AVAILABLE RECORDS
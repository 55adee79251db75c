//! Word-boundary rules for identifier matches.

/// Placeholder used for a neighbour that falls outside the line.
pub const BOUNDARY_PLACEHOLDER: char = ' ';

/// Whether a match surrounded by `before` and `after` is a whole word.
///
/// Identifiers start with a letter, `_` or an `@` escape prefix and continue
/// with letters, digits or `_`. So `@` rejects a match only when it sits
/// in front of it.
#[inline]
pub fn is_valid_boundary(before: char, after: char) -> bool {
    let continues_before = before.is_alphanumeric() || before == '_' || before == '@';
    let continues_after = after.is_alphanumeric() || after == '_';
    !continues_before && !continues_after
}

/// Character directly before byte `offset`, or the placeholder at line start.
#[inline]
pub(crate) fn char_before(text: &str, offset: usize) -> char {
    text.get(..offset)
        .and_then(|head| head.chars().next_back())
        .unwrap_or(BOUNDARY_PLACEHOLDER)
}

/// Character starting at byte `offset`, or the placeholder at line end.
#[inline]
pub(crate) fn char_at(text: &str, offset: usize) -> char {
    text.get(offset..)
        .and_then(|tail| tail.chars().next())
        .unwrap_or(BOUNDARY_PLACEHOLDER)
}
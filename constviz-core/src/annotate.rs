//! Per-line annotations: which identifiers in a line of editor text are
//! known constants, and what value to show next to each.

use serde::Serialize;

use crate::common::qualifier_hint;
use crate::index::ConstantIndex;
use crate::matcher::find_all_whole_word;

/// Gap kept between an overlay and the one to its right.
pub const DEFAULT_OVERLAY_PADDING: f64 = 5.0;

/// Markers of a line that declares a constant itself.
const DECLARATION_MARKERS: &[&str] = &[" const ", " Const "];

/// A resolved constant reference in a line.
#[derive(Debug, Clone, PartialEq, Eq, Serialize)]
pub struct LineAnnotation {
    /// Byte offset of the identifier in the line
    pub offset: usize,
    pub identifier: String,
    /// Normalized value to display
    pub display: String,
}

/// Annotates `line` as seen in `source_id`.
///
/// Returns nothing while the index is unready or empty. Only the first
/// physical line of `line` is considered.
pub fn annotate_line(index: &ConstantIndex, line: &str, source_id: &str) -> Vec<LineAnnotation> {
    LineAnnotator::new(index).annotate(line, source_id)
}

/// Annotates many lines against one index, computing the candidate set once.
pub struct LineAnnotator<'i> {
    index: &'i ConstantIndex,
    candidates: Vec<&'i str>,
}

impl<'i> LineAnnotator<'i> {
    pub fn new(index: &'i ConstantIndex) -> Self {
        let candidates = if index.is_ready() {
            index.candidates()
        } else {
            Vec::new()
        };
        Self { index, candidates }
    }

    pub fn annotate(&self, line: &str, source_id: &str) -> Vec<LineAnnotation> {
        if !self.index.is_ready() || self.candidates.is_empty() {
            return Vec::new();
        }

        let line = line.lines().next().unwrap_or_default();
        if DECLARATION_MARKERS.iter().any(|m| line.contains(m)) {
            return Vec::new();
        }

        find_all_whole_word(line, &self.candidates)
            .into_iter()
            .filter(|m| !is_call_or_quoted(line, m.offset, m.text.len()))
            .filter_map(|m| {
                let hint = qualifier_hint(line, m.offset);
                let display = self.index.resolve(m.text, hint, source_id)?;
                if display.trim().is_empty() {
                    return None;
                }
                Some(LineAnnotation {
                    offset: m.offset,
                    identifier: m.text.to_string(),
                    display: display.to_string(),
                })
            })
            .collect()
    }
}

/// `MAX()` is a call, `"MAX"` is text.
fn is_call_or_quoted(line: &str, offset: usize, len: usize) -> bool {
    let after = &line[offset + len..];
    after.starts_with("()") || after.starts_with('"') || line[..offset].ends_with('"')
}

/// Maximum widths for overlays placed at `lefts`, laid out right to left.
///
/// The rightmost overlay is unconstrained (`None`); every other one may
/// extend up to `padding` short of its right neighbour. Widths never go
/// negative.
pub fn layout_right_to_left(lefts: &[f64], padding: f64) -> Vec<Option<f64>> {
    let mut order: Vec<usize> = (0..lefts.len()).collect();
    order.sort_by(|&a, &b| lefts[b].total_cmp(&lefts[a]));

    let mut widths = vec![None; lefts.len()];
    let mut previous_left: Option<f64> = None;
    for i in order {
        let left = lefts[i];
        widths[i] = previous_left.map(|prev| (prev - left - padding).max(0.0));
        previous_left = Some(left);
    }
    widths
}

#[cfg(test)]
mod tests {
    use super::*;
    use crate::config::ConstvizConfig;
    use crate::extract::{DeclarationSource, SourceUnit};

    fn ready_index() -> ConstantIndex {
        let mut index = ConstantIndex::new();
        index
            .rebuild_all(
                vec![SourceUnit::new(
                    "Limits.cs",
                    DeclarationSource::CSharp,
                    r#"namespace Acme
{
    class Limits
    {
        public const int MAX = 10;
        public const string Greeting = "say \"hi\"";
    }
}"#,
                )],
                &ConstvizConfig::default(),
            )
            .unwrap();
        index
    }

    fn pairs(found: &[LineAnnotation]) -> Vec<(usize, &str, &str)> {
        found
            .iter()
            .map(|a| (a.offset, a.identifier.as_str(), a.display.as_str()))
            .collect()
    }

    #[test]
    fn test_annotates_qualified_and_bare_references() {
        let index = ready_index();
        let line = "var x = Limits.MAX + MAX;";
        let found = annotate_line(&index, line, "Program.cs");
        assert_eq!(pairs(&found), vec![(15, "MAX", "10"), (21, "MAX", "10")]);
    }

    #[test]
    fn test_display_is_normalized() {
        let index = ready_index();
        let found = annotate_line(&index, "Print(Greeting);", "Program.cs");
        assert_eq!(pairs(&found), vec![(6, "Greeting", "\"say \"hi\"\"")]);
    }

    #[test]
    fn test_wrong_qualifier_is_dropped() {
        let index = ready_index();
        assert!(annotate_line(&index, "var x = Other.MAX;", "Program.cs").is_empty());
        assert_eq!(annotate_line(&index, "var x = Acme.Limits.MAX;", "Program.cs").len(), 1);
    }

    #[test]
    fn test_filters() {
        let index = ready_index();
        assert!(annotate_line(&index, "    public const int Y = MAX;", "a.cs").is_empty());
        assert!(annotate_line(&index, "Call(MAX());", "a.cs").is_empty());
        assert!(annotate_line(&index, "Log(\"MAX\");", "a.cs").is_empty());
        assert!(annotate_line(&index, "var MAXIMUM = 1;", "a.cs").is_empty());
    }

    #[test]
    fn test_only_first_line_is_used() {
        let index = ready_index();
        let found = annotate_line(&index, "a = MAX;\r\nb = MAX;", "a.cs");
        assert_eq!(pairs(&found), vec![(4, "MAX", "10")]);
    }

    #[test]
    fn test_unready_or_empty_index_annotates_nothing() {
        let empty = ConstantIndex::new();
        assert!(annotate_line(&empty, "x = MAX;", "a.cs").is_empty());

        let mut ready_empty = ConstantIndex::new();
        ready_empty
            .rebuild_all(Vec::<SourceUnit>::new(), &ConstvizConfig::default())
            .unwrap();
        assert!(annotate_line(&ready_empty, "x = MAX;", "a.cs").is_empty());
    }

    #[test]
    fn test_annotator_reuses_candidates() {
        let index = ready_index();
        let annotator = LineAnnotator::new(&index);
        assert_eq!(annotator.annotate("a(MAX)", "x.cs").len(), 1);
        assert_eq!(annotator.annotate("b(Greeting, MAX)", "x.cs").len(), 2);
        assert!(annotator.annotate("nothing here", "x.cs").is_empty());
    }

    #[test]
    fn test_layout_right_to_left() {
        assert_eq!(
            layout_right_to_left(&[0.0, 50.0, 120.0], DEFAULT_OVERLAY_PADDING),
            vec![Some(45.0), Some(65.0), None]
        );
        assert_eq!(layout_right_to_left(&[30.0], 5.0), vec![None]);
        assert!(layout_right_to_left(&[], 5.0).is_empty());
    }

    #[test]
    fn test_layout_clamps_crowded_overlays() {
        assert_eq!(layout_right_to_left(&[0.0, 3.0], 5.0), vec![Some(0.0), None]);
        // Input order does not matter, widths follow position.
        assert_eq!(
            layout_right_to_left(&[120.0, 0.0, 50.0], 5.0),
            vec![None, Some(45.0), Some(65.0)]
        );
    }
}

DESCRIPTION OF THE TASK
Go through the material and select each line with the string "neighbour" in it.

FINISHED EXERCISE
/// Placeholder used for a neighbour that falls outside the line.
/// extend up to `padding` short of its right neighbour. Widths never go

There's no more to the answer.